● Stored data entries:
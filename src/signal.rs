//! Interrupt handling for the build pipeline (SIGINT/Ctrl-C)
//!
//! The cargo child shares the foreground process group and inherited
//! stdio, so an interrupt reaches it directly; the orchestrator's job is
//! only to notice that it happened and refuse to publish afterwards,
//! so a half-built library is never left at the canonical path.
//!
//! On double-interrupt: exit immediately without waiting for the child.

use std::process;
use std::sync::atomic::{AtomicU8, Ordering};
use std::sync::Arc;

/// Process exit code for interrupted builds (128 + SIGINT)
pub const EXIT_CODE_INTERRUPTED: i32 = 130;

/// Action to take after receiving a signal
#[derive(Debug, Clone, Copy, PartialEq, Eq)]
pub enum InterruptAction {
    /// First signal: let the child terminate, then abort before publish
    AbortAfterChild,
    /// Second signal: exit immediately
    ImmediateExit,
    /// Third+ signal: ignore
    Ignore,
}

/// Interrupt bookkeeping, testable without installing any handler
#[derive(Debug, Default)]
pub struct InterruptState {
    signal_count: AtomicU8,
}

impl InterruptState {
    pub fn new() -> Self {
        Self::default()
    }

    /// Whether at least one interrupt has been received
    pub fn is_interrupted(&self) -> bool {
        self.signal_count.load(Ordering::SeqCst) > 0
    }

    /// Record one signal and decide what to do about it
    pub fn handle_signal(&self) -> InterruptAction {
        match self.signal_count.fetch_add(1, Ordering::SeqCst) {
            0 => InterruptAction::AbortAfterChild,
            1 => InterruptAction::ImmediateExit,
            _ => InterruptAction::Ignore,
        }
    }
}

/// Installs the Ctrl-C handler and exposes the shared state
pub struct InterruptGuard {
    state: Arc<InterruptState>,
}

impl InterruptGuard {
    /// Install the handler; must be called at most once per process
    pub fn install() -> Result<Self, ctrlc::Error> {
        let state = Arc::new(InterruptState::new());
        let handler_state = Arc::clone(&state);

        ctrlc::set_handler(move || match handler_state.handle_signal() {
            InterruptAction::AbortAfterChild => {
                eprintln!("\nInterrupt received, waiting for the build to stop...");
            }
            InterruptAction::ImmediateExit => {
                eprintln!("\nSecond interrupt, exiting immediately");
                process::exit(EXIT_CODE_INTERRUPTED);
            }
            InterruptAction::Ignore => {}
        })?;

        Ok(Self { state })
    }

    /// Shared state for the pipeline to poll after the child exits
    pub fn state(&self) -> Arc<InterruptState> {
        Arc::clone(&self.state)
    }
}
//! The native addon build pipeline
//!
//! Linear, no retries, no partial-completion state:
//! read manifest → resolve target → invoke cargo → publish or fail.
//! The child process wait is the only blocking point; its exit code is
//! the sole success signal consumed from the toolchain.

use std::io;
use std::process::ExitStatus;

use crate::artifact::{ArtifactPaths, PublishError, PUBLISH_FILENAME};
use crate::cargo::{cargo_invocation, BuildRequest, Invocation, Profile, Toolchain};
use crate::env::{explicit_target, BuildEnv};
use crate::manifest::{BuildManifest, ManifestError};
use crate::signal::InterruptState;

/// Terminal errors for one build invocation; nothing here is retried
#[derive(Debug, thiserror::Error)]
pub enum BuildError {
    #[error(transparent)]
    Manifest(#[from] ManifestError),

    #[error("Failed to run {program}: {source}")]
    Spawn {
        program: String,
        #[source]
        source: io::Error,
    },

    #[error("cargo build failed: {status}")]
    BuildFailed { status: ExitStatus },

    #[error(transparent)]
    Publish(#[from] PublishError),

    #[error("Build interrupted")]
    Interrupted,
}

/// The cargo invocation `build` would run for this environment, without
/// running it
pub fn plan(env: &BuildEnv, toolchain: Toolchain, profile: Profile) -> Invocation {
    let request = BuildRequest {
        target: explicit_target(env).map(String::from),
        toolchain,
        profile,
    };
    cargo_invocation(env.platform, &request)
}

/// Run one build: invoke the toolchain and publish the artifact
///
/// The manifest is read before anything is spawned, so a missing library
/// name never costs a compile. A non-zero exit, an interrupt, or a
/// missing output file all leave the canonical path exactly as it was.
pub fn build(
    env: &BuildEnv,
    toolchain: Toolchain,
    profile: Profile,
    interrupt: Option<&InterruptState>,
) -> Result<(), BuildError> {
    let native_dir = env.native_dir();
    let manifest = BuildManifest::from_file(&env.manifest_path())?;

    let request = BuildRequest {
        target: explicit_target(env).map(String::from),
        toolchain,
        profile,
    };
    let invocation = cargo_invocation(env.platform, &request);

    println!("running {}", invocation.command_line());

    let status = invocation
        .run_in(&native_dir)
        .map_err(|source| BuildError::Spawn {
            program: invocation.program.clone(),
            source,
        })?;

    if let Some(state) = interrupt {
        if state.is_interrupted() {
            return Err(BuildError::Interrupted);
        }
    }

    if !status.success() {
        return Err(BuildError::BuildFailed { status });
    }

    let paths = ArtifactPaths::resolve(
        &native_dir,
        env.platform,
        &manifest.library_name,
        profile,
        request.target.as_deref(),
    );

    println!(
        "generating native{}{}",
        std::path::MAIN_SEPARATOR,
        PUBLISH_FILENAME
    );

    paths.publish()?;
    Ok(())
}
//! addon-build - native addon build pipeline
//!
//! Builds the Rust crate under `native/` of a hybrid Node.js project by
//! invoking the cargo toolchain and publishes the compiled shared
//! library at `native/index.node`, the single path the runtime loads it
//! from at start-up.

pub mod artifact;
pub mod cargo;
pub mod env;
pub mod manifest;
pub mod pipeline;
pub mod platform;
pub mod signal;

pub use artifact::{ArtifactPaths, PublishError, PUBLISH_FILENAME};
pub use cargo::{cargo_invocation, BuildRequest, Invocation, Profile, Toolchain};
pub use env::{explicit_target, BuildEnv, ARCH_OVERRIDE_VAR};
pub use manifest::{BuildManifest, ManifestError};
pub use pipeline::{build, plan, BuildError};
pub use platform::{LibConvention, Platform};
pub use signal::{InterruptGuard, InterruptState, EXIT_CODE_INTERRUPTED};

--

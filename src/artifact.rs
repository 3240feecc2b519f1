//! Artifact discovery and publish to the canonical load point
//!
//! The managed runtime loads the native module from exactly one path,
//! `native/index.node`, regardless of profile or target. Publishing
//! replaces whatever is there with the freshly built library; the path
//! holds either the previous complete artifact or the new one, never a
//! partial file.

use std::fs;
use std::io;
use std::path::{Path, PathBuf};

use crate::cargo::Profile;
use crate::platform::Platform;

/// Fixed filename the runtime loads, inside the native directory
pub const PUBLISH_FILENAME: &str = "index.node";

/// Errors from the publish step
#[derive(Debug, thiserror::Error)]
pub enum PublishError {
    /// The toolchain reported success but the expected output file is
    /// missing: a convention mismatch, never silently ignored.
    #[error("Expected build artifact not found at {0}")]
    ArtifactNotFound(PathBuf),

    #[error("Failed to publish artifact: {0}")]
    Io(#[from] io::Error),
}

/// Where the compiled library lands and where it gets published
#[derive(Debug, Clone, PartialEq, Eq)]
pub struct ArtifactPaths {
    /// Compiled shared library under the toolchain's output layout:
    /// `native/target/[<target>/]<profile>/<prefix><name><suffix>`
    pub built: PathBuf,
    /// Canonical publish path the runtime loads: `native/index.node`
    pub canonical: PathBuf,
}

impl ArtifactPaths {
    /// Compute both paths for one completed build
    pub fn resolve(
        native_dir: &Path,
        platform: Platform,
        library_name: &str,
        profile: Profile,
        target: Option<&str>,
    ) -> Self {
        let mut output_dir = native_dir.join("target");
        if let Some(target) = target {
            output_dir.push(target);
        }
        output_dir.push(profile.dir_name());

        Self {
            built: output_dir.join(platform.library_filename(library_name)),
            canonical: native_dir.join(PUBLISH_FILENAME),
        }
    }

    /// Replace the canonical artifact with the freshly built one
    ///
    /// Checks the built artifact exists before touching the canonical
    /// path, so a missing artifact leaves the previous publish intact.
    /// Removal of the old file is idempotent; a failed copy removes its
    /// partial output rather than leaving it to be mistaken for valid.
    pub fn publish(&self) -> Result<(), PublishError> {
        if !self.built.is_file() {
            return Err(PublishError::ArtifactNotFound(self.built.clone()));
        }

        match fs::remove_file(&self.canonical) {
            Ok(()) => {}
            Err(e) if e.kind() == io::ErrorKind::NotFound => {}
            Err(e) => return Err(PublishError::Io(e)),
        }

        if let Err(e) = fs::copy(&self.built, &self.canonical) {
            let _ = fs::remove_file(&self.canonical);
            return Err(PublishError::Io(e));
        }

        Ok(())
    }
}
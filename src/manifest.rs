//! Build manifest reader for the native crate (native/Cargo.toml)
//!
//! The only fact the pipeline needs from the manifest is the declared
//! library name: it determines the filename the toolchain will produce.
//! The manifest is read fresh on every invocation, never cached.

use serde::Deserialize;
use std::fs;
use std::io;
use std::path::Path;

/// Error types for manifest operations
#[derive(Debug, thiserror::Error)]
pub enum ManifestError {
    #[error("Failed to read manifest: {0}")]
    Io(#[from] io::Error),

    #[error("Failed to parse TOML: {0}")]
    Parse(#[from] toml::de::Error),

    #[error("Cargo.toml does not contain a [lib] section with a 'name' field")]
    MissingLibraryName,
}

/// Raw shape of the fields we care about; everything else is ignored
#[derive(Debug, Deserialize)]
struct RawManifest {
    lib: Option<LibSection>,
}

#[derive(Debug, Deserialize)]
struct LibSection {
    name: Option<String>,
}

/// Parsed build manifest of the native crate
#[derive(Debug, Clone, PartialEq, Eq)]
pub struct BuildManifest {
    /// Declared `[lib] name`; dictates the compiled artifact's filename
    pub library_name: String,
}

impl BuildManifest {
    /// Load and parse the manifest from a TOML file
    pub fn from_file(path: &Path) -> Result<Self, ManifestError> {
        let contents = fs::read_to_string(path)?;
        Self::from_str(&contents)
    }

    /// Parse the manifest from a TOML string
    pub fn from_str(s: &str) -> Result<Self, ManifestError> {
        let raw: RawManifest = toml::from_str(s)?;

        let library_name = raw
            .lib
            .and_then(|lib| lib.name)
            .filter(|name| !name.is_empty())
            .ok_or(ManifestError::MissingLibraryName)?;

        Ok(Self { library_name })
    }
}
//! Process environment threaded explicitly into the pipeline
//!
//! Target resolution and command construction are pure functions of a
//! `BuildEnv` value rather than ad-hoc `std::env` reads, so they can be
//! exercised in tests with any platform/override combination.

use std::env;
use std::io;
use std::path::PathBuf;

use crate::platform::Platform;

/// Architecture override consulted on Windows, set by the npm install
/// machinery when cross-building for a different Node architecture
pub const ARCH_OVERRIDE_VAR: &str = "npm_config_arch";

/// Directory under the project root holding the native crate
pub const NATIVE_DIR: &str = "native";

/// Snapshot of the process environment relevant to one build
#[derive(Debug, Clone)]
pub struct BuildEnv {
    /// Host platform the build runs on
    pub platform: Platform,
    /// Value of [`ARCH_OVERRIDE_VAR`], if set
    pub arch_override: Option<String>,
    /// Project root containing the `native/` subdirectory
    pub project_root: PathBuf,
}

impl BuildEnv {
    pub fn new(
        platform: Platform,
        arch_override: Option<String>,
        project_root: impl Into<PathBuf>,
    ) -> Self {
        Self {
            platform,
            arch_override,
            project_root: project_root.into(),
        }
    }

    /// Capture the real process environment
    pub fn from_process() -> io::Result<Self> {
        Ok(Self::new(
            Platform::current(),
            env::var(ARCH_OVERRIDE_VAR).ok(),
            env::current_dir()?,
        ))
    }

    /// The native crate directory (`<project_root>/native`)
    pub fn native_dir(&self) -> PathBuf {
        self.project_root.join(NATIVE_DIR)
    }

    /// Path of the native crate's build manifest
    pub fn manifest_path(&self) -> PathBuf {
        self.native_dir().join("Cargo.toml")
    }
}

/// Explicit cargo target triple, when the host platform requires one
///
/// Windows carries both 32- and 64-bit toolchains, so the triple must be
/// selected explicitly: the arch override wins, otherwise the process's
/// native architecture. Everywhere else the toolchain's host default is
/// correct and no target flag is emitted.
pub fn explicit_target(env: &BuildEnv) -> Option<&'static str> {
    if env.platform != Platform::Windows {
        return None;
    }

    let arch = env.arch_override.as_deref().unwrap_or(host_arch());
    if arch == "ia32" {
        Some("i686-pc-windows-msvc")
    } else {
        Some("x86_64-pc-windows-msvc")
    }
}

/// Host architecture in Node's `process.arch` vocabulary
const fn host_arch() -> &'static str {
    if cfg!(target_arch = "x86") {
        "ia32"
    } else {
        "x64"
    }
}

● What the exercise asks: Write down how many lines of the data above contain the word "runtime", with nothing else.

● Written response: 4